## What is required
Whenever a line contains "configuration", include it in the count; reply with the number of such lines in the data and nothing else.

## The records
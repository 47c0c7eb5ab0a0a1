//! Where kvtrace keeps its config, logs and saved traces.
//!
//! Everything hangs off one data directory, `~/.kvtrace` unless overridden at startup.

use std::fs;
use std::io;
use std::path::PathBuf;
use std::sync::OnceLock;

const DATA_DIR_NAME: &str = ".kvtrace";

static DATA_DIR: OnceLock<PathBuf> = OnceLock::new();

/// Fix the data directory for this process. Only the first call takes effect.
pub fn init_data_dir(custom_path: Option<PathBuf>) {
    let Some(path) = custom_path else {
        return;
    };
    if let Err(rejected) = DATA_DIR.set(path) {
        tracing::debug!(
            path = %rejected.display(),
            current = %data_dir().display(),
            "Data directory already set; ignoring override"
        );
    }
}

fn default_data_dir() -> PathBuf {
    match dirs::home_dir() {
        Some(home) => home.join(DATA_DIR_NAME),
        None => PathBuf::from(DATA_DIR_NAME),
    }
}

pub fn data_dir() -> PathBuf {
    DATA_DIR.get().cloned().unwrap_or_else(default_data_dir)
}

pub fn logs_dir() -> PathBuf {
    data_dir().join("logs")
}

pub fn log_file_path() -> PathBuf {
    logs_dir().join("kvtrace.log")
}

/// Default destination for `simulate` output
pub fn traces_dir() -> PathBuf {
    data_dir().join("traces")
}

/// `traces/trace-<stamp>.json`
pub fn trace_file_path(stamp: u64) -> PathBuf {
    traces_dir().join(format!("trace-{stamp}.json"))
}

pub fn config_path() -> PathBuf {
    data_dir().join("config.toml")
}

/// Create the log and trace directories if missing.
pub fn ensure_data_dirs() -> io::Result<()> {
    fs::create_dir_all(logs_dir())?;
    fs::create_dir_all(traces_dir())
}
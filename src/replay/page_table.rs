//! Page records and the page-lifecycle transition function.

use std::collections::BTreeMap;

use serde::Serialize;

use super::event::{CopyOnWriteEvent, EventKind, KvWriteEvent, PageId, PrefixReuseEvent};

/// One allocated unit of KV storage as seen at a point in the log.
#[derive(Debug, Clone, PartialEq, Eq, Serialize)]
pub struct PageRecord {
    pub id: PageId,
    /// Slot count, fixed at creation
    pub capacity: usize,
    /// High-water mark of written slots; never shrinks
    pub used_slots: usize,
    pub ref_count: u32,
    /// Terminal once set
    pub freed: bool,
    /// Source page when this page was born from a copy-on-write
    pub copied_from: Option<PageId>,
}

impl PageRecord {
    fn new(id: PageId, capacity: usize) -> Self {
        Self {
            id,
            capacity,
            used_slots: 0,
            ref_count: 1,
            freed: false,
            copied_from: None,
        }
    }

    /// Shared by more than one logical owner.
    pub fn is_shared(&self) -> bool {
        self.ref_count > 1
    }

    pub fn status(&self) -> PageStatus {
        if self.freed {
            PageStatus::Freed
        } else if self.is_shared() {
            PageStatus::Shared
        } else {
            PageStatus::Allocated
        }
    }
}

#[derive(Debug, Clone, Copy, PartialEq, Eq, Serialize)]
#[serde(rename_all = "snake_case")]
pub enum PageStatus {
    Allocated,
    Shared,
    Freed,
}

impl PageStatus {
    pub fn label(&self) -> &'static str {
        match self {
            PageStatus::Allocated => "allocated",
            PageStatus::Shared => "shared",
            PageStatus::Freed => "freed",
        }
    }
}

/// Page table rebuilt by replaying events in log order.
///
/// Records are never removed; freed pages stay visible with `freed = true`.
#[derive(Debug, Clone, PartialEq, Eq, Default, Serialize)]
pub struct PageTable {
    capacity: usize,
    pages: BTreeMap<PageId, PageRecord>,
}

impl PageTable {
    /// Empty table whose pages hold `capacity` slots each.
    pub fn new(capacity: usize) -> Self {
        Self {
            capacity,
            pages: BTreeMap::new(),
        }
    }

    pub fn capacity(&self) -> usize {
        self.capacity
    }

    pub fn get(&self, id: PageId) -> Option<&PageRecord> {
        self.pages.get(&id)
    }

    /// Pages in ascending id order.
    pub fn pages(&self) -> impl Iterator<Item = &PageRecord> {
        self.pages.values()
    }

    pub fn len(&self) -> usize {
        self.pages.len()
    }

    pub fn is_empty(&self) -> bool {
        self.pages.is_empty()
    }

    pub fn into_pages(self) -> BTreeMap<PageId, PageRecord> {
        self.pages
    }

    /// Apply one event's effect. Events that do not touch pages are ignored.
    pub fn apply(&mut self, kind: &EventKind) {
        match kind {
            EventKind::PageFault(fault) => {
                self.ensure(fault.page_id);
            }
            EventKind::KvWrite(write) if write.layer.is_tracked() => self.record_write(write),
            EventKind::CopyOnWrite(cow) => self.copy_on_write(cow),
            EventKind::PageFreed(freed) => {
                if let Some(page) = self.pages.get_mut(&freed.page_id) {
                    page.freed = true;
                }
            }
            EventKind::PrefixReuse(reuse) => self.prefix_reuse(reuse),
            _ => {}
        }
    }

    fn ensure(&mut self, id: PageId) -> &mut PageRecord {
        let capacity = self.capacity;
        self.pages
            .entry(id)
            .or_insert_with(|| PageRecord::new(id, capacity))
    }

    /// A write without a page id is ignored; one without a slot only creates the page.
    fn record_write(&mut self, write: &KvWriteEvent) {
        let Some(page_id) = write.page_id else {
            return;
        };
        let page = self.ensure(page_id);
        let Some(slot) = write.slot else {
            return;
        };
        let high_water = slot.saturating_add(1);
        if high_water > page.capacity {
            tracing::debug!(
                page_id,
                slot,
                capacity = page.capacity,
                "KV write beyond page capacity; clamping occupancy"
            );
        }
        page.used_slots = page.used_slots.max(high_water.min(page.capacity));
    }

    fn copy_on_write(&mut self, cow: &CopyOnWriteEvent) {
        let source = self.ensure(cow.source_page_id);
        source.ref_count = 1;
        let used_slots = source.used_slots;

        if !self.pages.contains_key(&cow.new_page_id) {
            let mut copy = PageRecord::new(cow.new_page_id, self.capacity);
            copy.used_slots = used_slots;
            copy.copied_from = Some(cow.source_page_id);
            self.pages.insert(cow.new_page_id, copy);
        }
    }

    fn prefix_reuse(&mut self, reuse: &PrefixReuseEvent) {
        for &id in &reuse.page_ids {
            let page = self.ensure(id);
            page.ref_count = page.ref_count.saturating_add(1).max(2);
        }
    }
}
--
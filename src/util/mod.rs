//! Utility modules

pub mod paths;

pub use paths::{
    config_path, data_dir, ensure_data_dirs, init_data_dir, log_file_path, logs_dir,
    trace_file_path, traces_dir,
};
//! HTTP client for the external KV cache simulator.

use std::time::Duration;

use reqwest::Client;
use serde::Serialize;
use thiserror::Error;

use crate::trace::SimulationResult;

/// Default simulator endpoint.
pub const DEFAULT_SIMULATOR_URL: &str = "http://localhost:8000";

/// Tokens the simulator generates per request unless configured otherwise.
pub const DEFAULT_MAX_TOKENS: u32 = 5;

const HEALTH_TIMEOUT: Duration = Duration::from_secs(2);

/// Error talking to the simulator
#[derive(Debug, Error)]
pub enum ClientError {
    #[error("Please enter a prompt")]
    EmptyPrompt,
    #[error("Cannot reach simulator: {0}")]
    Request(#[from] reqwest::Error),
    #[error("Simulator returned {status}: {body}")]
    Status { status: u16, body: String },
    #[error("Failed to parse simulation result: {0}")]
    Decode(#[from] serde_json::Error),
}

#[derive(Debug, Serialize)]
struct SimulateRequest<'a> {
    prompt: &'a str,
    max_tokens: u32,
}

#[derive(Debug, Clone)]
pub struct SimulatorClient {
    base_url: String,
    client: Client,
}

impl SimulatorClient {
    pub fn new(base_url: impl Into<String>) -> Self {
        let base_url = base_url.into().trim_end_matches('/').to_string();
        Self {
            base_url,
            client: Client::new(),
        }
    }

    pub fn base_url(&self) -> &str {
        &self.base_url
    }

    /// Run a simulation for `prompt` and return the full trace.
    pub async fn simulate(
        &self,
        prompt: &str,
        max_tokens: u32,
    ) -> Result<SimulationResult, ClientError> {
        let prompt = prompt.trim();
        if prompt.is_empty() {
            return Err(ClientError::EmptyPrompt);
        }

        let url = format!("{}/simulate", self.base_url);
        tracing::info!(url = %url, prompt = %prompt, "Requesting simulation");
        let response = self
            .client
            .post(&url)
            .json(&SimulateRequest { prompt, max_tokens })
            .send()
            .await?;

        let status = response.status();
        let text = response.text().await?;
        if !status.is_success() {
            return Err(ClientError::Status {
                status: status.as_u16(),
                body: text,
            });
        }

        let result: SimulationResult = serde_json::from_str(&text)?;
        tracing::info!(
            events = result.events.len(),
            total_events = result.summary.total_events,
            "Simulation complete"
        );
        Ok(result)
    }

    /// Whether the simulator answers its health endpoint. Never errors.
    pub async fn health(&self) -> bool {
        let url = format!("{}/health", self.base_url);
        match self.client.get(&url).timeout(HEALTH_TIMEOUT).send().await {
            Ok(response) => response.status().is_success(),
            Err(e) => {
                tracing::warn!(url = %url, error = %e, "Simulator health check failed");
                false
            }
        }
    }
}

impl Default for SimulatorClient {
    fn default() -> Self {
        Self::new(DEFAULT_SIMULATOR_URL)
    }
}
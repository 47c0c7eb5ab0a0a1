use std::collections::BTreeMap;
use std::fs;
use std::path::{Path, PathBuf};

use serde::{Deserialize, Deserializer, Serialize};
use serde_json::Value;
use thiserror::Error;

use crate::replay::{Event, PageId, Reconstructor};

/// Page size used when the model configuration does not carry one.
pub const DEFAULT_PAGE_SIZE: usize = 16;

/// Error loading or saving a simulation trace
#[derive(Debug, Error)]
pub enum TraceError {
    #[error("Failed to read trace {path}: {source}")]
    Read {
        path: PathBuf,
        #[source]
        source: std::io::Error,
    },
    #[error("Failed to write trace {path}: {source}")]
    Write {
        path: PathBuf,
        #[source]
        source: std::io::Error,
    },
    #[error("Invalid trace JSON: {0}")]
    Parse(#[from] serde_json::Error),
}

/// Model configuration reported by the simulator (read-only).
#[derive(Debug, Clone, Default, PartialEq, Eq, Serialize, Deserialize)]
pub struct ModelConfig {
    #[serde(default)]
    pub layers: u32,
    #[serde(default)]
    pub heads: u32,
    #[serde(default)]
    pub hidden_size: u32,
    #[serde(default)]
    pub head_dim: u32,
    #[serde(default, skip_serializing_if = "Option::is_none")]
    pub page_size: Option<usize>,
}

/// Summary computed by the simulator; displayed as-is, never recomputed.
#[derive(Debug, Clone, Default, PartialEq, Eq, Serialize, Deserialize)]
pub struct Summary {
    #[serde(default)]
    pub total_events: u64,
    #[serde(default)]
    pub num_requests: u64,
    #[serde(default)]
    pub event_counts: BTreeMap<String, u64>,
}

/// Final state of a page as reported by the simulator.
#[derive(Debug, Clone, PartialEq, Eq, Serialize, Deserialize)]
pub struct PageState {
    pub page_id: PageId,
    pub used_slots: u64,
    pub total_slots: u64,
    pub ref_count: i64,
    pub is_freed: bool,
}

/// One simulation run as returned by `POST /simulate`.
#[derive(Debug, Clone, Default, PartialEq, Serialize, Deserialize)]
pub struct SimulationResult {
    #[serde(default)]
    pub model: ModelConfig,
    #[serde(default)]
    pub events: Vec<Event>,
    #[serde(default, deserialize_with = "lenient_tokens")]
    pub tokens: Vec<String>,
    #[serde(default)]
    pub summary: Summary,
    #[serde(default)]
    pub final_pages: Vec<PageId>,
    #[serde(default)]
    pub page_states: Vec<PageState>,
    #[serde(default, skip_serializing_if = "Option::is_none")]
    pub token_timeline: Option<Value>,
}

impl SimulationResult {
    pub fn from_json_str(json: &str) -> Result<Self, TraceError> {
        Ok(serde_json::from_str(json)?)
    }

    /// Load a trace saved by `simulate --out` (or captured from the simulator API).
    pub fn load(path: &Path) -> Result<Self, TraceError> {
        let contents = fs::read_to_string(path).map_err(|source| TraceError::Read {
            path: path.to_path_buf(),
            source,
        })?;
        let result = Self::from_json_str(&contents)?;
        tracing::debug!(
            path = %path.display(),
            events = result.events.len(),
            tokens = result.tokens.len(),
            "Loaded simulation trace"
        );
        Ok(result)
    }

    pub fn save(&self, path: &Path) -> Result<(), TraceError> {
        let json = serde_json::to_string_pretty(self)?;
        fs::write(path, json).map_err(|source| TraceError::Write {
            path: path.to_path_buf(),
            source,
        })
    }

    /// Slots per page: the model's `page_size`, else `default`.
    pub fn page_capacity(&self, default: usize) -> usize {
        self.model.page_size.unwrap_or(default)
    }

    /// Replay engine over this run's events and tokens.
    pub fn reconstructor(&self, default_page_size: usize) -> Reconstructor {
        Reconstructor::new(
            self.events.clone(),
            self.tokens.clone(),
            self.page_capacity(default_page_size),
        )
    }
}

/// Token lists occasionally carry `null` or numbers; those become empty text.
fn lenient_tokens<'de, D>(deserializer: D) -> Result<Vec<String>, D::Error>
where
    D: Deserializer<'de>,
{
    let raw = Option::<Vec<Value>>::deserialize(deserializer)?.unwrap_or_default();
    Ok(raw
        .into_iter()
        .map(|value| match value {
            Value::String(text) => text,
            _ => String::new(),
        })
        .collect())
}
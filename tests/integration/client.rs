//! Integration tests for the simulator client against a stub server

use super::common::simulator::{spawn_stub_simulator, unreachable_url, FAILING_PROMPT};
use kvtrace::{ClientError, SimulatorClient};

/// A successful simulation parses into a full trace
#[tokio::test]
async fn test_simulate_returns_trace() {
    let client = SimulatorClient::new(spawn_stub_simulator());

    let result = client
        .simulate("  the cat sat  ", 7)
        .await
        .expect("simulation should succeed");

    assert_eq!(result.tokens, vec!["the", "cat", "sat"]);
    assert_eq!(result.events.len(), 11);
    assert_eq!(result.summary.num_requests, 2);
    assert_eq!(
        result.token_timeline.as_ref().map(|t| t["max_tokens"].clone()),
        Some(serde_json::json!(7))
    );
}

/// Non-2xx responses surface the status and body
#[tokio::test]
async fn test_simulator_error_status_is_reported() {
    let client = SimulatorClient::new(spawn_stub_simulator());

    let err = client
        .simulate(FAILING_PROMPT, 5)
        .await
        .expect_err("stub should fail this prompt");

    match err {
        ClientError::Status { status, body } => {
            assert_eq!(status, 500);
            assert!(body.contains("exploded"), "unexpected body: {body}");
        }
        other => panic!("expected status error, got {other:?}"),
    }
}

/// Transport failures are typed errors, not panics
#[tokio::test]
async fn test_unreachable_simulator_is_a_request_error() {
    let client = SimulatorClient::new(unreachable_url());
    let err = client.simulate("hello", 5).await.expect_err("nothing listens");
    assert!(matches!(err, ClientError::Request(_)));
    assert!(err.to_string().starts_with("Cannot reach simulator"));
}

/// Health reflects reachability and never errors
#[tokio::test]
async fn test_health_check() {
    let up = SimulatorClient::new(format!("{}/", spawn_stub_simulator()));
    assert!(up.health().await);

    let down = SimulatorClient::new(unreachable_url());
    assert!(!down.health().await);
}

## Result
2